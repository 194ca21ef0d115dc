//! Literal token decoding

use chrono::{DateTime, TimeDelta, Utc};
use rust_decimal::Decimal;
use rust_decimal::prelude::ToPrimitive;
use std::str::FromStr;

use crate::ast::LiteralKind;
use crate::value::Value;

/// A decoded literal.
///
/// `wildcard` is set for strings that contained an unescaped `*`; those stars
/// are already rewritten to `%` in `value`.
#[derive(Debug, Clone, PartialEq)]
pub struct Decoded {
    pub value: Value,
    pub wildcard: bool,
}

impl Decoded {
    fn plain(value: Value) -> Self {
        Decoded {
            value,
            wildcard: false,
        }
    }
}

/// Decode the raw text of a literal token into a bind value.
pub fn decode(kind: LiteralKind, text: &str) -> Result<Decoded, String> {
    match kind {
        LiteralKind::String => Ok(decode_string(text)),
        LiteralKind::Int => text
            .parse::<i64>()
            .map(|n| Decoded::plain(Value::Int(n)))
            .map_err(|e| e.to_string()),
        LiteralKind::UInt => text
            .trim_end_matches(['u', 'U'])
            .parse::<u64>()
            .map(|n| Decoded::plain(Value::UInt(n)))
            .map_err(|e| e.to_string()),
        LiteralKind::Float => text
            .parse::<f64>()
            .map(|n| Decoded::plain(Value::Float(n)))
            .map_err(|e| e.to_string()),
        LiteralKind::Timestamp => DateTime::parse_from_rfc3339(text)
            .map(|ts| Decoded::plain(Value::Timestamp(ts.with_timezone(&Utc))))
            .map_err(|e| e.to_string()),
        LiteralKind::Duration => parse_duration(text).map(|d| Decoded::plain(Value::Duration(d))),
        LiteralKind::True => Ok(Decoded::plain(Value::Bool(true))),
        LiteralKind::False => Ok(Decoded::plain(Value::Bool(false))),
        LiteralKind::Null => Ok(Decoded::plain(Value::Null)),
    }
}

/// Parse `<seconds>s` with up to nanosecond precision.
pub fn parse_duration(text: &str) -> Result<TimeDelta, String> {
    let seconds = text
        .strip_suffix('s')
        .ok_or_else(|| "missing 's' suffix".to_string())?;
    let seconds = Decimal::from_str(seconds).map_err(|e| e.to_string())?;
    let nanos = seconds
        .checked_mul(Decimal::from(1_000_000_000u32))
        .ok_or_else(|| "duration out of range".to_string())?
        .trunc()
        .to_i64()
        .ok_or_else(|| "duration out of range".to_string())?;
    Ok(TimeDelta::nanoseconds(nanos))
}

fn decode_string(text: &str) -> Decoded {
    let inner = text
        .strip_prefix(['"', '\''])
        .and_then(|s| s.strip_suffix(['"', '\'']))
        .unwrap_or(text);

    let mut value = String::with_capacity(inner.len());
    let mut wildcard = false;
    let mut chars = inner.chars();
    while let Some(ch) = chars.next() {
        match ch {
            '\\' => match chars.next() {
                Some('n') => value.push('\n'),
                Some('t') => value.push('\t'),
                Some('r') => value.push('\r'),
                Some(other) => value.push(other),
                None => value.push('\\'),
            },
            '*' => {
                wildcard = true;
                value.push('%');
            }
            _ => value.push(ch),
        }
    }

    Decoded {
        value: Value::String(value),
        wildcard,
    }
}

■ ■ ■

In how many lines of the data above does the word "push" occur? Only the number is wanted.

7